Water – Cycling and Storage
Many soil microbes can go into a dormant state when the soil dries out, but for them to actively cycle nutrients and build structures, they need water. The good news is that when we take care of the food (carbon) and shelter (pores and aggregates), the water that does come will be optimized. Texture has a strong influence on the natural tendency of how soil interacts with water. However, for any given soil, increased carbon increases infiltration rates and storage as well as decreases ponding and nutrients flowing out. It may seem counter intuitive that we can increase water holding and improve water movement at the same time, but we can. These multiple processes are possible when the built habitat has a variety of pore sizes and aggregates with an active microbial community. Large pores are stabilized with roots and hyphae and worm slime and exudates allow water to flow in and out around aggregates and particles rapidly. Stable aggregates create many smaller pores and intricate structures, and the smaller the pore the tighter the water is held. I have measured dryland silty soils, both with and without cover crops, that had 16% and 7% gravimetric moisture respectively. This can be, the difference between high and low yield in this dryland wheat system. That same soil allowed one inch of water to infiltrate in 15 seconds in the area with the cover crop and three minutes without the cover crop.
Photo By: Gary McDonald
Cover crops also help capture water when they are left as residue on the surface.
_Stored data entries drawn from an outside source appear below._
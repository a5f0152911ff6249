use health_assistant::config::AssistantConfig;
use health_assistant::startup::Application;
use service_core::observability::init_tracing;

#[tokio::main]
async fn main() -> anyhow::Result<()> {
    dotenvy::dotenv().ok();

    let otlp_endpoint = std::env::var("OTLP_ENDPOINT")
        .ok()
        .filter(|e| !e.trim().is_empty());
    init_tracing("health-assistant", "info", otlp_endpoint.as_deref());

    let config = AssistantConfig::load().map_err(|e| {
        tracing::error!("Failed to load configuration: {}", e);
        anyhow::anyhow!("Configuration error: {}", e)
    })?;

    let application = Application::build(config).await?;
    application.run_until_stopped().await?;

    Ok(())
}
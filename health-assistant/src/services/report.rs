//! Best-effort decoding of the model's lab-report reply.

use serde::{Deserialize, Serialize};
use serde_json::{Map, Value};

/// One extracted metric, passed through as the model produced it.
pub type Metric = Map<String, Value>;

/// Shaped result of the file-analysis route.
#[derive(Debug, Clone, PartialEq, Serialize)]
pub struct LabReport {
    pub metrics: Vec<Metric>,
    pub diagnosis: String,
}

#[derive(Deserialize)]
struct RawReport {
    #[serde(default)]
    metrics: Option<Vec<Metric>>,
    #[serde(default)]
    diagnosis: Option<String>,
}

impl LabReport {
    /// Interpret `reply` as `{"metrics": [...], "diagnosis": "..."}`.
    ///
    /// Missing or null keys default to empty values. Anything that does not
    /// parse into that shape yields no metrics and the whole reply as the
    /// diagnosis.
    pub fn from_reply(reply: &str) -> Self {
        match serde_json::from_str::<RawReport>(reply) {
            Ok(raw) => Self {
                metrics: raw.metrics.unwrap_or_default(),
                diagnosis: raw.diagnosis.unwrap_or_default(),
            },
            Err(e) => {
                tracing::debug!(
                    error = %e,
                    "Model reply is not a lab report object; using raw text"
                );
                Self {
                    metrics: Vec::new(),
                    diagnosis: reply.to_string(),
                }
            }
        }
    }
}
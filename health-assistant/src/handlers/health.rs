use crate::dtos::{HealthResponse, MessageResponse};
use crate::startup::AppState;
use axum::{extract::State, http::Uri, Json};
use service_core::error::AppError;

pub const ROOT_MESSAGE: &str = "Health Track AI backend is running!";

/// Liveness acknowledgement on `/`.
pub async fn root() -> Json<MessageResponse> {
    Json(MessageResponse {
        message: ROOT_MESSAGE.to_string(),
    })
}

/// Probe endpoint for Docker/K8s.
pub async fn health_check(State(state): State<AppState>) -> Json<HealthResponse> {
    Json(HealthResponse {
        status: "ok",
        service: "health-assistant",
        version: env!("CARGO_PKG_VERSION"),
        model: state.assistant.model().to_string(),
        ocr_available: state.extractor.ocr_available(),
        provider_configured: state.assistant.is_ready().await,
    })
}

pub async fn not_found(uri: Uri) -> AppError {
    AppError::NotFound(anyhow::anyhow!("No route for {}", uri.path()))
}
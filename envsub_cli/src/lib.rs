use std::path::PathBuf;

use clap::Parser;
use clap::Subcommand;
use clap::ValueEnum;
use envsub_core::discover::DEFAULT_MANIFEST_PATTERN;

#[derive(Parser)]
#[command(
	author,
	version,
	about = "Replace environment variables in XML manifest files.",
	long_about = "envsub resolves ${NAME} placeholders in XML manifest files against the process \
	              environment and rewrites each file in place, keeping a `.bak` copy of the \
	              original.\n\nManifests can also declare attribute overrides: an attribute named \
	              dso_override_attribute_<target> replaces attribute <target> on the same element \
	              once its value resolves, and is removed either way.\n\nQuick start:\n  envsub \
	              update  Rewrite all manifest files\n  envsub check   Report files a rewrite \
	              would change"
)]
pub struct EnvsubCli {
	#[command(subcommand)]
	pub command: Option<Commands>,

	/// Root directory containing the manifest checkout.
	#[arg(long, short, global = true)]
	pub path: Option<PathBuf>,

	/// Glob for manifest files, relative to the root directory.
	#[arg(long, global = true, default_value = DEFAULT_MANIFEST_PATTERN)]
	pub pattern: String,

	/// Extra NAME=VALUE bindings layered over the process environment.
	/// Repeatable; later bindings win.
	#[arg(long = "var", value_name = "NAME=VALUE", global = true)]
	pub vars: Vec<String>,

	/// Enable verbose output.
	#[arg(long, short, global = true, default_value_t = false)]
	pub verbose: bool,

	/// Disable colored output.
	#[arg(long, global = true, default_value_t = false)]
	pub no_color: bool,
}

#[derive(Subcommand)]
pub enum Commands {
	/// Rewrite every discovered manifest file in place.
	///
	/// Each file is parsed, placeholders are resolved, attribute overrides
	/// are collapsed, and the file is overwritten with the pretty-printed
	/// result. The original bytes are kept at `<file>.bak`. Files that fail
	/// to parse are reported and skipped; the rest of the batch still runs.
	Update {
		/// Report which files would change without writing anything.
		#[arg(long, default_value_t = false)]
		dry_run: bool,
	},
	/// Report manifest files whose content differs from what a rewrite
	/// would produce.
	///
	/// Nothing is written and no backups are made. Exits with a non-zero
	/// status when any file is out of date, which makes this suitable for
	/// CI pipelines.
	Check {
		/// Show a unified diff between current and expected content for
		/// each stale file.
		#[arg(long, default_value_t = false)]
		diff: bool,

		/// Output format. Use `text` for human-readable output or `json`
		/// for programmatic consumption.
		#[arg(long, value_enum, default_value_t = OutputFormat::Text)]
		format: OutputFormat,
	},
}

#[derive(Debug, Clone, Copy, ValueEnum)]
pub enum OutputFormat {
	/// Human-readable text output.
	Text,
	/// JSON output for programmatic consumption. Each stale entry includes
	/// the file path; errors include the failure message.
	Json,
}
use std::path::Path;
use std::path::PathBuf;

use serde::Serialize;
use tracing::debug;
use tracing::trace;

use crate::Bindings;
use crate::Document;
use crate::Element;
use crate::EnvsubError;
use crate::EnvsubResult;
use crate::Node;
use crate::is_placeholder;
use crate::serializer;

/// Attributes named `dso_override_attribute_<target>` declare that, once the
/// value fully resolves, attribute `<target>` on the same element is replaced
/// with that value. The override attribute itself is always removed.
pub const OVERRIDE_ATTRIBUTE_PREFIX: &str = "dso_override_attribute_";

/// Resolve placeholders across the whole document: every attribute value of
/// every element, plus each element's leading text node. Single pass; a
/// resolved value that happens to contain `$` is not expanded again.
pub fn substitute(doc: &mut Document, bindings: &Bindings) {
	for element in doc.children.iter_mut().filter_map(Node::as_element_mut) {
		substitute_element(element, bindings);
	}
}

fn substitute_element(element: &mut Element, bindings: &Bindings) {
	for attr in element.attributes_mut() {
		if is_placeholder(&attr.value) {
			let resolved = bindings.resolve(&attr.value);
			trace!(attribute = %attr.name, from = %attr.value, to = %resolved, "substituted attribute");
			attr.value = resolved;
		}
	}

	if let Some(text) = element.leading_text_mut() {
		if is_placeholder(text) {
			*text = bindings.resolve(text);
		}
	}

	for child in element.child_elements_mut() {
		substitute_element(child, bindings);
	}
}

/// An override directive derived from one prefix-carrying attribute.
struct Directive {
	target: String,
	source: String,
}

/// Collapse every override attribute in the document into its target.
///
/// After this returns, no element carries an attribute with the override
/// prefix. A directive whose value never resolved is still consumed, but the
/// target attribute is left untouched.
pub fn apply_overrides(doc: &mut Document, bindings: &Bindings) {
	for element in doc.children.iter_mut().filter_map(Node::as_element_mut) {
		apply_element_overrides(element, bindings);
	}
}

fn apply_element_overrides(element: &mut Element, bindings: &Bindings) {
	// Snapshot the directives before applying any, so each one is
	// independent and the final state does not depend on discovery order.
	let directives: Vec<Directive> = element
		.attributes()
		.filter_map(|attr| {
			attr.name
				.strip_prefix(OVERRIDE_ATTRIBUTE_PREFIX)
				.map(|target| {
					Directive {
						target: target.to_string(),
						source: attr.name.clone(),
					}
				})
		})
		.collect();

	for directive in directives {
		// Removal of the override attribute is unconditional once a
		// directive is identified.
		let Some(raw) = element.remove_attribute(&directive.source) else {
			continue;
		};

		// Substitution has normally resolved the value already; running the
		// resolver again is a no-op in that case.
		let replacement = bindings.resolve(&raw);
		if is_placeholder(&replacement) {
			debug!(
				element = %element.name,
				attribute = %directive.target,
				value = %raw,
				"override value did not resolve, leaving target untouched"
			);
			continue;
		}
		if directive.target.is_empty() {
			debug!(element = %element.name, "override attribute has an empty target name, dropped");
			continue;
		}

		// Full overwrite: drop any pre-existing target first, then append.
		element.remove_attribute(&directive.target);
		element.set_attribute(directive.target, replacement);
	}

	for child in element.child_elements_mut() {
		apply_element_overrides(child, bindings);
	}
}

/// What happened to one processed file.
#[derive(Debug, Clone, Serialize)]
pub struct ProcessOutcome {
	/// The file that was rewritten.
	pub path: PathBuf,
	/// Where the original bytes were moved.
	pub backup: PathBuf,
	/// Whether the rewritten content differs from the original bytes.
	pub changed: bool,
}

/// A file whose on-disk content differs from what processing would produce.
#[derive(Debug, Clone, Serialize)]
pub struct StaleFile {
	pub path: PathBuf,
	pub current: String,
	pub expected: String,
}

/// Process one manifest file in place: parse, substitute, apply overrides,
/// back up the original to `<path>.bak`, and overwrite `path` with the new
/// rendering. Parsing happens before any mutation or backup, so a file that
/// is not well-formed XML is left exactly as it was.
pub fn process_file(path: &Path, bindings: &Bindings) -> EnvsubResult<ProcessOutcome> {
	let input = std::fs::read_to_string(path).map_err(|error| EnvsubError::for_file(path, error))?;
	let mut doc =
		Document::parse(&input).map_err(|error| EnvsubError::for_file(path, error))?;

	substitute(&mut doc, bindings);
	apply_overrides(&mut doc, bindings);

	let rendered = serializer::to_string(&doc);
	let changed = rendered != input;
	let backup = serializer::write_with_backup(path, &rendered)
		.map_err(|error| EnvsubError::for_file(path, error))?;
	debug!(path = %path.display(), changed, "rewrote manifest");

	Ok(ProcessOutcome {
		path: path.to_path_buf(),
		backup,
		changed,
	})
}

/// Render `path` in memory and report whether a rewrite would change it.
/// Nothing is written and no backup is made.
pub fn check_file(path: &Path, bindings: &Bindings) -> EnvsubResult<Option<StaleFile>> {
	let input = std::fs::read_to_string(path).map_err(|error| EnvsubError::for_file(path, error))?;
	let mut doc =
		Document::parse(&input).map_err(|error| EnvsubError::for_file(path, error))?;

	substitute(&mut doc, bindings);
	apply_overrides(&mut doc, bindings);

	let expected = serializer::to_string(&doc);
	if expected == input {
		return Ok(None);
	}

	Ok(Some(StaleFile {
		path: path.to_path_buf(),
		current: input,
		expected,
	}))
}
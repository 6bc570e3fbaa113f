use quick_xml::Reader;
use quick_xml::events::BytesStart;
use quick_xml::events::Event;

use crate::Document;
use crate::Element;
use crate::EnvsubError;
use crate::EnvsubResult;
use crate::Node;

/// Build an owned document tree from XML text.
///
/// Whitespace between elements is kept as text nodes so the serializer can
/// decide what to elide. The declaration is dropped here because output
/// always carries the normalized one; doctypes and processing instructions
/// do not occur in manifest files and are skipped.
pub(crate) fn parse_document(input: &str) -> EnvsubResult<Document> {
	let mut reader = Reader::from_str(input);

	let mut children: Vec<Node> = Vec::new();
	let mut stack: Vec<Element> = Vec::new();

	loop {
		match reader.read_event()? {
			Event::Start(start) => stack.push(element_from_start(&start)?),
			Event::Empty(start) => {
				let element = element_from_start(&start)?;
				attach(Node::Element(element), &mut stack, &mut children);
			}
			Event::End(end) => {
				let Some(element) = stack.pop() else {
					return Err(EnvsubError::Malformed(format!(
						"unexpected closing tag `</{}>`",
						String::from_utf8_lossy(end.name().as_ref())
					)));
				};
				attach(Node::Element(element), &mut stack, &mut children);
			}
			Event::Text(text) => {
				let text = text.unescape()?.into_owned();
				append_text(text, &mut stack, &mut children);
			}
			Event::CData(cdata) => {
				let text = String::from_utf8_lossy(cdata.as_ref()).into_owned();
				append_text(text, &mut stack, &mut children);
			}
			Event::Comment(comment) => {
				let content = String::from_utf8_lossy(comment.as_ref()).into_owned();
				attach(Node::Comment(content), &mut stack, &mut children);
			}
			Event::Decl(_) | Event::DocType(_) | Event::PI(_) => {}
			Event::Eof => break,
		}
	}

	if let Some(open) = stack.last() {
		return Err(EnvsubError::Malformed(format!(
			"unclosed element `<{}>` at end of input",
			open.name
		)));
	}

	let roots = children
		.iter()
		.filter(|node| matches!(node, Node::Element(_)))
		.count();
	if roots != 1 {
		return Err(EnvsubError::Malformed(format!(
			"expected exactly one root element, found {roots}"
		)));
	}

	Ok(Document { children })
}

fn element_from_start(start: &BytesStart) -> EnvsubResult<Element> {
	let name = String::from_utf8_lossy(start.name().as_ref()).into_owned();
	let mut element = Element::new(name);

	for attr in start.attributes() {
		let attr = attr.map_err(quick_xml::Error::from)?;
		let name = String::from_utf8_lossy(attr.key.as_ref()).into_owned();
		let value = attr
			.unescape_value()
			.map_err(quick_xml::Error::from)?
			.into_owned();
		element.set_attribute(name, value);
	}

	Ok(element)
}

fn attach(node: Node, stack: &mut Vec<Element>, top: &mut Vec<Node>) {
	match stack.last_mut() {
		Some(parent) => parent.children.push(node),
		None => top.push(node),
	}
}

/// Append text to the current insertion point, merging with a preceding text
/// node so adjacent text and CDATA segments form a single node.
fn append_text(text: String, stack: &mut Vec<Element>, top: &mut Vec<Node>) {
	let children = match stack.last_mut() {
		Some(parent) => &mut parent.children,
		None => top,
	};
	if let Some(Node::Text(existing)) = children.last_mut() {
		existing.push_str(&text);
	} else {
		children.push(Node::Text(text));
	}
}
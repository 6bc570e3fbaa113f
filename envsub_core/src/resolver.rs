use std::collections::HashMap;

/// Check whether a value contains a substitutable token.
///
/// This is a cheap pre-filter, not a syntax check: any `$` counts, matching
/// the behavior manifests in the wild already depend on. Full `${NAME}`
/// validation happens implicitly inside [`Bindings::resolve`].
pub fn is_placeholder(value: &str) -> bool {
	value.contains('$')
}

/// A flat name→value table that placeholders resolve against.
///
/// Conventionally seeded from the process environment with
/// [`Bindings::from_env`], but always passed explicitly so tests and callers
/// can resolve deterministically without mutating real environment state.
#[derive(Debug, Clone, Default)]
pub struct Bindings {
	values: HashMap<String, String>,
}

impl Bindings {
	pub fn new() -> Self {
		Self::default()
	}

	/// Snapshot the current process environment.
	pub fn from_env() -> Self {
		std::env::vars().collect()
	}

	/// Add or replace a binding. Later inserts win, so explicit bindings can
	/// be layered over an environment snapshot.
	pub fn insert(&mut self, name: impl Into<String>, value: impl Into<String>) {
		self.values.insert(name.into(), value.into());
	}

	pub fn get(&self, name: &str) -> Option<&str> {
		self.values.get(name).map(String::as_str)
	}

	pub fn len(&self) -> usize {
		self.values.len()
	}

	pub fn is_empty(&self) -> bool {
		self.values.is_empty()
	}

	/// Replace every bound variable reference in `raw` with its value.
	///
	/// Both `${NAME}` and bare `$NAME` (name chars `[A-Za-z0-9_]`) forms are
	/// recognized. References to unbound names are left verbatim, so partial
	/// resolution within a single string is possible and an unresolved
	/// variable is never an error. A `$` that starts no reference (end of
	/// string, non-name character, or `${` with no closing brace) passes
	/// through unchanged.
	pub fn resolve(&self, raw: &str) -> String {
		let mut out = String::with_capacity(raw.len());
		let mut rest = raw;

		while let Some(idx) = rest.find('$') {
			out.push_str(&rest[..idx]);
			let after = &rest[idx + 1..];

			if let Some(braced) = after.strip_prefix('{') {
				let Some(end) = braced.find('}') else {
					// No closing brace: the `$` is not a reference.
					out.push('$');
					rest = after;
					continue;
				};
				let name = &braced[..end];
				match self.get(name) {
					Some(value) => out.push_str(value),
					None => {
						out.push_str("${");
						out.push_str(name);
						out.push('}');
					}
				}
				rest = &braced[end + 1..];
			} else {
				let len = after
					.bytes()
					.take_while(|b| b.is_ascii_alphanumeric() || *b == b'_')
					.count();
				if len == 0 {
					out.push('$');
					rest = after;
					continue;
				}
				let name = &after[..len];
				match self.get(name) {
					Some(value) => out.push_str(value),
					None => {
						out.push('$');
						out.push_str(name);
					}
				}
				rest = &after[len..];
			}
		}

		out.push_str(rest);
		out
	}
}

impl FromIterator<(String, String)> for Bindings {
	fn from_iter<I: IntoIterator<Item = (String, String)>>(iter: I) -> Self {
		Self {
			values: iter.into_iter().collect(),
		}
	}
}

impl<const N: usize> From<[(&str, &str); N]> for Bindings {
	fn from(pairs: [(&str, &str); N]) -> Self {
		pairs
			.into_iter()
			.map(|(name, value)| (name.to_string(), value.to_string()))
			.collect()
	}
}
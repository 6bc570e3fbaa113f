//! Pretty printing and the backup-then-overwrite write path.
//!
//! The rendering contract exists so a rewritten manifest stays byte-stable
//! across repeated parse/save cycles: a normalized declaration with no
//! `encoding=` attribute, two-space indentation, whitespace-only lines
//! elided, comments reproduced verbatim in their original position, and
//! self-closing empty elements written as `<tag attr="v"/>`.

use std::path::Path;
use std::path::PathBuf;

use quick_xml::escape::escape;

use crate::Document;
use crate::Element;
use crate::EnvsubResult;
use crate::Node;

/// The declaration every rendered document starts with, regardless of what
/// the input declared. Downstream tooling expects the `encoding` attribute
/// to be absent.
pub const XML_DECLARATION: &str = r#"<?xml version="1.0" ?>"#;

const INDENT: &str = "  ";

/// Render a document to its canonical pretty-printed form. The result has no
/// trailing newline.
pub fn to_string(doc: &Document) -> String {
	let mut out = String::new();
	out.push_str(XML_DECLARATION);
	out.push('\n');
	for node in &doc.children {
		write_node(&mut out, node, 0);
	}

	// Text nodes carrying the source document's layout can leave
	// whitespace-only lines behind; elide them so a second pass over the
	// output reproduces it byte for byte.
	let lines: Vec<&str> = out.lines().filter(|line| !line.trim().is_empty()).collect();
	lines.join("\n")
}

fn write_node(out: &mut String, node: &Node, depth: usize) {
	match node {
		Node::Element(element) => write_element(out, element, depth),
		Node::Text(text) => {
			if !text.trim().is_empty() {
				out.push_str(&INDENT.repeat(depth));
				out.push_str(&escape(text.trim()));
				out.push('\n');
			}
		}
		Node::Comment(content) => {
			out.push_str(&INDENT.repeat(depth));
			out.push_str("<!--");
			out.push_str(content);
			out.push_str("-->\n");
		}
	}
}

fn write_element(out: &mut String, element: &Element, depth: usize) {
	let indent = INDENT.repeat(depth);
	out.push_str(&indent);
	out.push('<');
	out.push_str(&element.name);
	for attr in element.attributes() {
		out.push(' ');
		out.push_str(&attr.name);
		out.push_str("=\"");
		out.push_str(&escape(&attr.value));
		out.push('"');
	}

	let visible: Vec<&Node> = element
		.children
		.iter()
		.filter(|node| !node.is_blank_text())
		.collect();

	match visible.as_slice() {
		[] => out.push_str("/>\n"),
		// A sole text child renders inline, verbatim.
		[Node::Text(text)] => {
			out.push('>');
			out.push_str(&escape(text));
			out.push_str("</");
			out.push_str(&element.name);
			out.push_str(">\n");
		}
		_ => {
			out.push_str(">\n");
			for child in visible {
				write_node(out, child, depth + 1);
			}
			out.push_str(&indent);
			out.push_str("</");
			out.push_str(&element.name);
			out.push_str(">\n");
		}
	}
}

/// The backup location for `path`: the full file name with `.bak` appended
/// (`manifest.xml` → `manifest.xml.bak`).
pub fn backup_path(path: &Path) -> PathBuf {
	let mut name = path.as_os_str().to_os_string();
	name.push(".bak");
	PathBuf::from(name)
}

/// Write `content` to `path` after preserving the original file at
/// [`backup_path`]. The rename happens before the write, so if the write
/// fails the original content survives only in the backup file; callers must
/// treat that as requiring manual recovery.
pub fn write_with_backup(path: &Path, content: &str) -> EnvsubResult<PathBuf> {
	let backup = backup_path(path);
	std::fs::rename(path, &backup)?;
	std::fs::write(path, content.as_bytes())?;
	Ok(backup)
}

/// Render `doc` and replace the file at `path`, leaving the original bytes
/// at `<path>.bak`.
pub fn save(path: &Path, doc: &Document) -> EnvsubResult<PathBuf> {
	write_with_backup(path, &to_string(doc))
}
use std::path::Path;
use std::path::PathBuf;

use assert_cmd::Command;

pub fn envsub_cmd() -> Command {
	let mut cmd = Command::cargo_bin("envsub").expect("binary `envsub` should be built");
	cmd.env("NO_COLOR", "1");
	cmd
}

/// Create `.repo/manifests/<name>` under `root` with the given content and
/// return its path.
pub fn write_manifest(root: &Path, name: &str, content: &str) -> PathBuf {
	let manifests = root.join(".repo").join("manifests");
	std::fs::create_dir_all(&manifests).expect("manifest directory should be creatable");
	let path = manifests.join(name);
	std::fs::write(&path, content).expect("manifest file should be writable");
	path
}

pub const MANIFEST_WITH_PLACEHOLDERS: &str = r#"<?xml version="1.0" encoding="UTF-8"?>
<manifest>
  <remote name="launch-dso-platform" fetch="${GITBASE}" revision="${GITREV}"/>
</manifest>
"#;

pub const MANIFEST_RESOLVED: &str = r#"<?xml version="1.0" ?>
<manifest>
  <remote name="launch-dso-platform" fetch="fake_gitbase" revision="fake_gitrev"/>
</manifest>"#;
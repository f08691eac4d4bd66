/*
 * Copyright (c) Meta Platforms, Inc. and affiliates.
 * All rights reserved.
 *
 * This source code is licensed under the BSD-style license found in the
 * LICENSE file in the root directory of this source tree.
 */

use crate::error::OverlapError;
use crate::view::View;

mod sealed {
    // Only types in this crate can implement the map traits.
    pub trait Sealed {}
}

/// A trait for affine maps from integer coordinates to byte
/// addresses.
///
/// This abstraction captures strided layouts as the affine
/// transformation `f(x) = origin + dot(strides, x)`, with signed
/// strides and an unsigned address space. All arithmetic is carried
/// out in `i128` and only narrowed to `u64` once the result is known
/// to be representable; anything else is an
/// [`OverlapError::AddressOverflow`].
pub trait AffineMap: sealed::Sealed {
    /// Address of the all-zero coordinate.
    fn origin(&self) -> u64;

    /// Extent of each dimension of the domain.
    fn extents(&self) -> &[usize];

    /// Byte step of each dimension.
    fn steps(&self) -> &[i64];

    /// The number of dimensions in the domain of the map.
    fn rank(&self) -> usize {
        self.extents().len()
    }

    /// Maps a multidimensional coordinate to a byte address.
    fn address_of(&self, coord: &[usize]) -> Result<u64, OverlapError> {
        if coord.len() != self.rank() {
            return Err(OverlapError::InvalidDims {
                expected: self.rank(),
                got: coord.len(),
            });
        }
        for (dim, (&index, &size)) in coord.iter().zip(self.extents()).enumerate() {
            if index >= size {
                return Err(OverlapError::IndexOutOfRange { dim, index, size });
            }
        }

        // Dot product ∑ᵢ (strideᵢ × coordᵢ)
        let offset = coord
            .iter()
            .zip(self.steps())
            .try_fold(0i128, |acc, (&i, &s)| {
                (i as i128).checked_mul(s as i128)?.checked_add(acc)
            });
        narrow(self.origin(), offset)
    }

    /// The lowest and highest addresses reached by the map, or `None`
    /// if the domain is empty.
    ///
    /// Every address of the domain lies in this closed interval, so a
    /// successful call proves that no coordinate overflows.
    fn address_bounds(&self) -> Result<Option<(u64, u64)>, OverlapError> {
        if self.extents().contains(&0) {
            return Ok(None);
        }

        let mut lo = Some(0i128);
        let mut hi = Some(0i128);
        for (&size, &stride) in self.extents().iter().zip(self.steps()) {
            let reach = ((size - 1) as i128).checked_mul(stride as i128);
            if stride < 0 {
                lo = lo.zip(reach).and_then(|(lo, r)| lo.checked_add(r));
            } else {
                hi = hi.zip(reach).and_then(|(hi, r)| hi.checked_add(r));
            }
        }
        Ok(Some((narrow(self.origin(), lo)?, narrow(self.origin(), hi)?)))
    }
}

impl sealed::Sealed for View {}

impl AffineMap for View {
    fn origin(&self) -> u64 {
        self.base_address()
    }

    fn extents(&self) -> &[usize] {
        self.shape()
    }

    fn steps(&self) -> &[i64] {
        self.strides()
    }
}

// Narrows `base + offset` to an address. `None` means the offset
// itself was not representable.
fn narrow(base: u64, offset: Option<i128>) -> Result<u64, OverlapError> {
    let overflow = |offset| OverlapError::AddressOverflow { base, offset };
    let offset = offset.ok_or(overflow(i128::MAX))?;
    (base as i128)
        .checked_add(offset)
        .and_then(|addr| u64::try_from(addr).ok())
        .ok_or(overflow(offset))
}

#[cfg(test)]
mod tests {
    use super::*;
    use crate::reshape::Order;

    #[test]
    fn test_address_of_row_major() {
        let v = View::row_major(0x1000, vec![7, 8, 4], 4).unwrap();
        assert_eq!(v.address_of(&[0, 0, 0]).unwrap(), 0x1000);
        assert_eq!(v.address_of(&[1, 2, 3]).unwrap(), 0x1000 + 128 + 32 + 12);
        assert_eq!(v.rank(), 3);
    }

    #[test]
    fn test_address_of_column_major() {
        let v = View::contiguous(0, vec![3, 4], 1, Order::ColumnMajor).unwrap();
        assert_eq!(v.address_of(&[2, 1]).unwrap(), 5);
    }

    #[test]
    fn test_address_of_negative_stride() {
        let v = View::new(10, vec![3], vec![-5], 1).unwrap();
        assert_eq!(v.address_of(&[2]).unwrap(), 0);
    }

    #[test]
    fn test_address_of_errors() {
        let v = View::row_major(0, vec![2, 3], 1).unwrap();
        assert_eq!(
            v.address_of(&[1]),
            Err(OverlapError::InvalidDims {
                expected: 2,
                got: 1
            })
        );
        assert_eq!(
            v.address_of(&[1, 3]),
            Err(OverlapError::IndexOutOfRange {
                dim: 1,
                index: 3,
                size: 3
            })
        );

        let under = View::new(4, vec![3], vec![-4], 1).unwrap();
        assert_eq!(
            under.address_of(&[2]),
            Err(OverlapError::AddressOverflow { base: 4, offset: -8 })
        );
    }

    #[test]
    fn test_address_bounds() {
        // Mixed signs: min pulls from the negative stride, max from
        // the positive one.
        let v = View::new(100, vec![3, 4], vec![-10, 2], 1).unwrap();
        assert_eq!(v.address_bounds().unwrap(), Some((80, 106)));

        let s = View::scalar(42, 8).unwrap();
        assert_eq!(s.address_bounds().unwrap(), Some((42, 42)));

        let e = View::new(0, vec![0, 4], vec![-1, 1], 1).unwrap();
        assert_eq!(e.address_bounds().unwrap(), None);
    }

    #[test]
    fn test_address_bounds_overflow() {
        let high = View::new(u64::MAX - 1, vec![3], vec![1], 1).unwrap();
        assert_eq!(
            high.address_bounds(),
            Err(OverlapError::AddressOverflow {
                base: u64::MAX - 1,
                offset: 2
            })
        );

        let low = View::new(1, vec![2], vec![-2], 1).unwrap();
        assert_eq!(
            low.address_bounds(),
            Err(OverlapError::AddressOverflow { base: 1, offset: -2 })
        );
    }
}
When rain falls, there is a lot of energy in each one of those droplets hitting the surface and that will often dislodge even well aggregated particles. Anytime a living plant or residue can break the fall of a water droplet, there is a decreased risk that the aggregates will break, and the individual particles will form a seal causing reduced infiltration. They also provide an insulation layer that moderates temperature reducing evaporation.
Closing thoughts
At this point, I hope you are thinking more about which cover crops you are going to use rather than if you are going to use cover crops. I think the first questions to ask yourself should be related to your specific goals and challenges. Select cover crop species that have demonstrated the ability to address your production problems or complement your strengths.
Soil is the natural capital of the land. When you invest in soil health by planting a cover crop, not only are you making an impact on all of the downstream ecosystem services that are related to soil functions, but you are also forging a lasting legacy for future generations of agricultural producers and protecting your long-term investment.